§ **What to produce**: Starting at the first line of the data below, write out each line exactly until you reach the line containing "pub enum StreamEvent", and include that line too.

[Source data]
§

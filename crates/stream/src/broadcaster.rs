//! Per-observer event broadcaster.
//!
//! Each connected observer owns one [`EventBroadcaster`]. It polls the
//! device state file and the active mission's files on a fixed tick and
//! turns what it finds into [`StreamEvent`]s. Observers never share
//! cursors, so one slow or reconnecting client cannot affect another.

use serde::Serialize;
use std::time::{Duration, Instant};
use tokio::time::MissedTickBehavior;
use tokio_stream::Stream;
use tracing::debug;

use envmon_core::config::StreamConfig;
use envmon_core::{epoch_millis_f64, MissionState, MissionStore, StateStore};

use crate::error::StreamResult;
use crate::tail::{tail_last_line, LogCursor};

/// Column name that starts the telemetry header row.
const TELEMETRY_HEADER_PREFIX: &str = "ts_epoch";

/// Periodic snapshot of the raw device state.
#[derive(Debug, Clone, PartialEq, Serialize)]
pub struct Heartbeat {
    pub ts_epoch: f64,
    pub state: MissionState,
    pub mission_id: Option<String>,
    pub warnings: Vec<String>,
    pub error: Option<String>,
    pub pid: Option<u32>,
}

/// Events pushed to an observer.
#[derive(Debug, Clone, PartialEq, Serialize)]
#[serde(untagged)]
pub enum StreamEvent {
    Heartbeat(Heartbeat),
    /// Most recent telemetry row, as raw CSV
    TelemetryLast {
        mission_id: String,
        csv_last_line: String,
    },
    /// One line of the mission event log, as raw JSON text
    Log { mission_id: String, event: String },
}

impl StreamEvent {
    /// Event name used on the wire.
    pub fn name(&self) -> &'static str {
        match self {
            StreamEvent::Heartbeat(_) => "heartbeat",
            StreamEvent::TelemetryLast { .. } => "telemetry_last",
            StreamEvent::Log { .. } => "log",
        }
    }

    /// JSON payload for the event's data field.
    pub fn to_data(&self) -> StreamResult<String> {
        Ok(serde_json::to_string(self)?)
    }
}

/// Cadence of the polling loop.
#[derive(Debug, Clone, Copy)]
pub struct Cadence {
    pub tick: Duration,
    pub heartbeat: Duration,
    pub telemetry: Duration,
}

impl From<&StreamConfig> for Cadence {
    fn from(config: &StreamConfig) -> Self {
        Self {
            tick: Duration::from_millis(config.tick_ms),
            heartbeat: Duration::from_millis(config.heartbeat_ms),
            telemetry: Duration::from_millis(config.telemetry_ms),
        }
    }
}

impl Default for Cadence {
    fn default() -> Self {
        Self {
            tick: Duration::from_millis(200),
            heartbeat: Duration::from_secs(1),
            telemetry: Duration::from_secs(2),
        }
    }
}

#[derive(Debug)]
pub struct EventBroadcaster {
    state: StateStore,
    missions: MissionStore,
    cadence: Cadence,
    mission_id: Option<String>,
    cursor: Option<LogCursor>,
    last_heartbeat: Option<Instant>,
    last_telemetry: Option<Instant>,
}

impl EventBroadcaster {
    pub fn new(state: StateStore, missions: MissionStore, cadence: Cadence) -> Self {
        Self {
            state,
            missions,
            cadence,
            mission_id: None,
            cursor: None,
            last_heartbeat: None,
            last_telemetry: None,
        }
    }

    /// Run one polling step at time `now`.
    pub fn poll(&mut self, now: Instant) -> Vec<StreamEvent> {
        let mut events = Vec::new();
        let device = self.state.read();

        if due(self.last_heartbeat, now, self.cadence.heartbeat) {
            self.last_heartbeat = Some(now);
            events.push(StreamEvent::Heartbeat(Heartbeat {
                ts_epoch: epoch_millis_f64(),
                state: device.state,
                mission_id: device.mission_id.clone(),
                warnings: device.warnings.clone(),
                error: device.error.clone(),
                pid: device.pid,
            }));
        }

        if device.mission_id != self.mission_id {
            debug!(
                from = self.mission_id.as_deref().unwrap_or("-"),
                to = device.mission_id.as_deref().unwrap_or("-"),
                "Active mission changed; resetting log cursor"
            );
            self.mission_id = device.mission_id.clone();
            self.cursor = self
                .mission_id
                .as_deref()
                .map(|id| LogCursor::new(self.missions.events_path(id)));
        }

        let Some(mission_id) = self.mission_id.clone() else {
            return events;
        };

        if due(self.last_telemetry, now, self.cadence.telemetry) {
            self.last_telemetry = Some(now);
            match tail_last_line(&self.missions.telemetry_path(&mission_id)) {
                Ok(Some(line)) if !line.starts_with(TELEMETRY_HEADER_PREFIX) => {
                    events.push(StreamEvent::TelemetryLast {
                        mission_id: mission_id.clone(),
                        csv_last_line: line,
                    });
                }
                Ok(_) => {}
                Err(e) => debug!(mission_id = %mission_id, error = %e, "Telemetry tail failed"),
            }
        }

        if let Some(cursor) = self.cursor.as_mut() {
            match cursor.drain() {
                Ok(lines) => events.extend(lines.into_iter().map(|event| StreamEvent::Log {
                    mission_id: mission_id.clone(),
                    event,
                })),
                Err(e) => debug!(mission_id = %mission_id, error = %e, "Event log read failed"),
            }
        }

        events
    }

    /// Endless stream of events, one poll per tick. Ends only when the
    /// consumer drops it.
    pub fn into_stream(mut self) -> impl Stream<Item = StreamEvent> + Send + 'static {
        async_stream::stream! {
            let mut ticker = tokio::time::interval(self.cadence.tick);
            ticker.set_missed_tick_behavior(MissedTickBehavior::Delay);
            loop {
                ticker.tick().await;
                for event in self.poll(Instant::now()) {
                    yield event;
                }
            }
        }
    }
}

fn due(last: Option<Instant>, now: Instant, every: Duration) -> bool {
    last.map_or(true, |last| now.saturating_duration_since(last) >= every)
}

§

§ **Exercise answer**:
filename crates/stream/src/broadcaster.rs
//! Per-observer event broadcaster.
//!
//! Each connected observer owns one [`EventBroadcaster`]. It polls the
//! device state file and the active mission's files on a fixed tick and
//! turns what it finds into [`StreamEvent`]s. Observers never share
//! cursors, so one slow or reconnecting client cannot affect another.

use serde::Serialize;
use std::time::{Duration, Instant};
use tokio::time::MissedTickBehavior;
use tokio_stream::Stream;
use tracing::debug;

use envmon_core::config::StreamConfig;
use envmon_core::{epoch_millis_f64, MissionState, MissionStore, StateStore};

use crate::error::StreamResult;
use crate::tail::{tail_last_line, LogCursor};

/// Column name that starts the telemetry header row.
const TELEMETRY_HEADER_PREFIX: &str = "ts_epoch";

/// Periodic snapshot of the raw device state.
#[derive(Debug, Clone, PartialEq, Serialize)]
pub struct Heartbeat {
    pub ts_epoch: f64,
    pub state: MissionState,
    pub mission_id: Option<String>,
    pub warnings: Vec<String>,
    pub error: Option<String>,
    pub pid: Option<u32>,
}

/// Events pushed to an observer.
#[derive(Debug, Clone, PartialEq, Serialize)]
#[serde(untagged)]
pub enum StreamEvent {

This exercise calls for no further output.